Урядник хмыкнул и скомандовал:
— Ну-ка ткни меня!
В лагере я лишь избавился от кирасы и шлема да сдал в оружейку карабин, а вот ремень снимать не стал, поэтому завёл правую руку за спину, нашарил рукоять ампутационного ножа. И сразу ударил левой, в которой сам собой возник послушный моей воле клинок. Бил ничуть не сдерживаясь, разве что метил в бок, дабы не задеть ничего действительно жизненно важного, но дядька умудрился отвести нож шлепком открытой ладони. Даже оплеуху попытался мне отвесить, только я уклонился и спешно отступил на пару шагов назад.
— Подло-то как! — рассмеялся Седмень. — Мне нравится!
— Ну всё, Боярин, — вроде как сочувствующе вздохнул Хомут. — Ты попал!
Урядник выдернул из чехла нож и скользнул вперёд, я выругался и перебросил скальпель из левой руки в правую. Попытался повторить стойку, подмеченную у какого-то ухаря, но помогло мне это не слишком сильно. Хотя как знать? Обошлось без порезов, а Седмень даже до объяснений снизошёл. Потолковей всех прочих занятие оказалось.
На следующее утро едва встал. Всё болело, всё тянуло. Пока не размялся и не разогрелся, даже толком выпрямиться не мог. Ну а дальше — завтрак и вылазка в джунгли с заходом на болото.

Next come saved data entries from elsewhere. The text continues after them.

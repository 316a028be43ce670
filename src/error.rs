use axum::{
    http::StatusCode,
    response::{IntoResponse, Response},
};
use sea_orm::{DbErr, SqlErr};
use serde::Serialize;
use thiserror::Error;

#[derive(Debug, Error)]
pub enum AppError {
    #[error("{0}")]
    BadRequest(String),

    #[error("{0}")]
    Unauthorized(String),

    #[error("Forbidden")]
    Forbidden,

    #[error("{0}")]
    NotFound(String),

    #[error("{0}")]
    Conflict(String),

    #[error("{0}")]
    NotEnoughStock(String),

    #[error("file size must not exceed {0} KB")]
    PayloadTooLarge(usize),

    #[error("file extension must be one of {0}")]
    UnsupportedMediaType(String),

    #[error("Database error")]
    DbError(sqlx::Error),

    #[error("ORM error")]
    OrmError(DbErr),

    #[error("Internal Server Error")]
    Internal(#[from] anyhow::Error),
}

impl AppError {
    pub fn not_found(what: &str) -> Self {
        AppError::NotFound(format!("{what} not found"))
    }

    /// Kebab-case kind carried in the `code` field of error bodies.
    pub fn code(&self) -> &'static str {
        match self {
            AppError::BadRequest(_) => "bad-request",
            AppError::Unauthorized(_) => "unauthorized",
            AppError::Forbidden => "forbidden",
            AppError::NotFound(_) => "not-found",
            AppError::Conflict(_) => "conflict",
            AppError::NotEnoughStock(_) => "not-enough-stock",
            AppError::PayloadTooLarge(_) => "payload-too-large",
            AppError::UnsupportedMediaType(_) => "unsupported-media-type",
            AppError::DbError(_) | AppError::OrmError(_) | AppError::Internal(_) => "internal",
        }
    }

    pub fn status(&self) -> StatusCode {
        match self {
            AppError::BadRequest(_)
            | AppError::Conflict(_)
            | AppError::NotEnoughStock(_)
            | AppError::PayloadTooLarge(_)
            | AppError::UnsupportedMediaType(_) => StatusCode::BAD_REQUEST,
            AppError::Unauthorized(_) => StatusCode::UNAUTHORIZED,
            AppError::Forbidden => StatusCode::FORBIDDEN,
            AppError::NotFound(_) => StatusCode::NOT_FOUND,
            AppError::DbError(_) | AppError::OrmError(_) | AppError::Internal(_) => {
                StatusCode::INTERNAL_SERVER_ERROR
            }
        }
    }

    /// Replaces a generic uniqueness conflict with a domain message.
    pub fn with_conflict_message(self, message: &str) -> Self {
        match self {
            AppError::Conflict(_) => AppError::Conflict(message.to_string()),
            other => other,
        }
    }
}

impl From<sqlx::Error> for AppError {
    fn from(err: sqlx::Error) -> Self {
        if let Some(db_err) = err.as_database_error() {
            if db_err.is_unique_violation() {
                return AppError::Conflict("resource already exists".into());
            }
            if db_err.is_foreign_key_violation() {
                return AppError::BadRequest("referenced resource does not exist".into());
            }
        }
        AppError::DbError(err)
    }
}

impl From<DbErr> for AppError {
    fn from(err: DbErr) -> Self {
        match err.sql_err() {
            Some(SqlErr::UniqueConstraintViolation(_)) => {
                AppError::Conflict("resource already exists".into())
            }
            Some(SqlErr::ForeignKeyConstraintViolation(_)) => {
                AppError::BadRequest("referenced resource does not exist".into())
            }
            _ => AppError::OrmError(err),
        }
    }
}

#[derive(Serialize)]
struct ErrorBody {
    message: String,
    code: &'static str,
}

impl IntoResponse for AppError {
    fn into_response(self) -> Response {
        let status = self.status();
        match &self {
            AppError::DbError(err) => tracing::error!(error = %err, "database error"),
            AppError::OrmError(err) => tracing::error!(error = %err, "orm error"),
            AppError::Internal(err) => tracing::error!(error = %err, "internal error"),
            _ => {}
        }

        let body = ErrorBody {
            message: self.to_string(),
            code: self.code(),
        };

        (status, axum::Json(body)).into_response()
    }
}

pub type AppResult<T> = Result<T, AppError>;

Вернулся в лагерь перепачканным с ног до головы в тине и зловонной грязи, пришлось вновь наскоро застирывать форму.
После обеда мы то стояли на карауле, то подкрадывались к заступавшим на пост товарищам. Разумеется, не всерьёз, это нас продолжал натаскивать Хомут. И тут невиданную выучку показал Огнич. Если дозорным он был ничуть не лучше прочих, то снимал часовых безо всякого труда — особо при этом вроде бы даже не скрывался, разве что двигаться начинал как-то очень уж тягуче и плавно.

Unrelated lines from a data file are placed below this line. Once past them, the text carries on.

use axum::{
    Json, Router,
    http::{HeaderName, Request, Response, StatusCode, Uri},
    routing::get,
};
use tower::limit::ConcurrencyLimitLayer;
use tower_http::cors::CorsLayer;
use tower_http::limit::RequestBodyLimitLayer;
use tower_http::request_id::{MakeRequestUuid, PropagateRequestIdLayer, SetRequestIdLayer};
use tower_http::services::ServeDir;
use tower_http::trace::TraceLayer;
use tracing_subscriber::{layer::SubscriberExt, util::SubscriberInitExt};

use std::{net::SocketAddr, sync::Arc, time::Duration};

use pharmacy_marketplace_api::{
    carrier::HttpCarrier,
    chat::ChatHub,
    config::AppConfig,
    db::{create_orm_conn, create_pool, run_migrations},
    response::{ApiResponse, Meta},
    routes::{chat, create_api_router, doc::scalar_docs, health},
    state::AppState,
    storage::LocalUploader,
};

#[tokio::main]
async fn main() -> anyhow::Result<()> {
    dotenvy::dotenv().ok();
    tracing_subscriber::registry()
        .with(
            tracing_subscriber::EnvFilter::try_from_default_env()
                .unwrap_or_else(|_| "info,pharmacy_marketplace_api=debug".into()),
        )
        .with(tracing_subscriber::fmt::layer())
        .init();

    let config = AppConfig::from_env()?;
    let pool = create_pool(&config.database_url).await?;
    run_migrations(&pool).await?;

    let state = AppState {
        orm: create_orm_conn(&pool),
        pool,
        uploader: Arc::new(LocalUploader::new(
            config.upload_dir.clone(),
            config.public_base_url.clone(),
        )),
        carrier: Arc::new(HttpCarrier::new(
            config.shipping_api_url.clone(),
            config.shipping_api_key.clone(),
        )),
        chat: ChatHub::spawn(),
        config: Arc::new(config),
    };

    let api_router = create_api_router();
    let concurrency_limit_layer = ConcurrencyLimitLayer::new(100);

    let request_id_header = HeaderName::from_static("x-request-id");
    let trace_layer = TraceLayer::new_for_http()
        .make_span_with(|request: &Request<_>| {
            let request_id = request
                .headers()
                .get("x-request-id")
                .and_then(|value| value.to_str().ok())
                .unwrap_or("-");
            tracing::info_span!(
                "http_request",
                method = %request.method(),
                uri = %request.uri(),
                request_id = %request_id
            )
        })
        .on_request(|request: &Request<_>, _span: &tracing::Span| {
            tracing::info!(
                method = %request.method(),
                uri = %request.uri(),
                "request started"
            );
        })
        .on_response(|response: &Response<_>, latency: Duration, _span: &tracing::Span| {
            tracing::info!(
                status = %response.status(),
                ms = %latency.as_millis(),
                "request finished"
            );
        });

    let addr = SocketAddr::from((state.config.host.parse::<std::net::IpAddr>()?, state.config.port));
    let uploads = ServeDir::new(&state.config.upload_dir);

    let app = Router::new()
        .route("/health", get(health::health_check))
        .nest("/api", api_router)
        .nest("/ws", chat::router())
        .nest_service("/uploads", uploads)
        .merge(scalar_docs())
        .fallback(not_found)
        .layer(trace_layer)
        .layer(PropagateRequestIdLayer::new(request_id_header.clone()))
        .layer(SetRequestIdLayer::new(request_id_header, MakeRequestUuid))
        .layer(CorsLayer::permissive())
        .layer(RequestBodyLimitLayer::new(1024 * 1024))
        .layer(concurrency_limit_layer)
        .with_state(state);

    tracing::info!("listening on {}", addr);

    axum::serve(tokio::net::TcpListener::bind(addr).await?, app).await?;

    Ok(())
}

async fn not_found(uri: Uri) -> (StatusCode, Json<ApiResponse<serde_json::Value>>) {
    let body = ApiResponse::success(
        "Not Found",
        serde_json::json!({ "path": uri.path() }),
        Some(Meta::empty()),
    );
    (StatusCode::NOT_FOUND, Json(body))
}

Зачастую он попросту выпадал из поля зрения, чтобы объявиться уже на расстоянии вытянутой руки, и если остальные воспринимали это как должное, то я не выдержал и в сердцах воскликнул:
— Да как так-то, черти драные!
— Морок он наводит, — пояснил тяжело отдувавшийся Сквозняк. — Это как мираж, только в белом аспекте.
— Ничего похожего! — возразил ему один из деревенских, казавшийся посообразительней приятеля. — Фургонщик в голову забирается, ведьмы и ведьмаки на такое большие мастаки!
— Врождённый дар! — подтвердил второй увалень, засунул в рот остатки булки и стряхнул с ладоней крошки.
Сквозняк презрительно фыркнул, но в спор ввязываться не стал. Я поднялся с травки и подошёл к безмерно довольному собой фургонщику.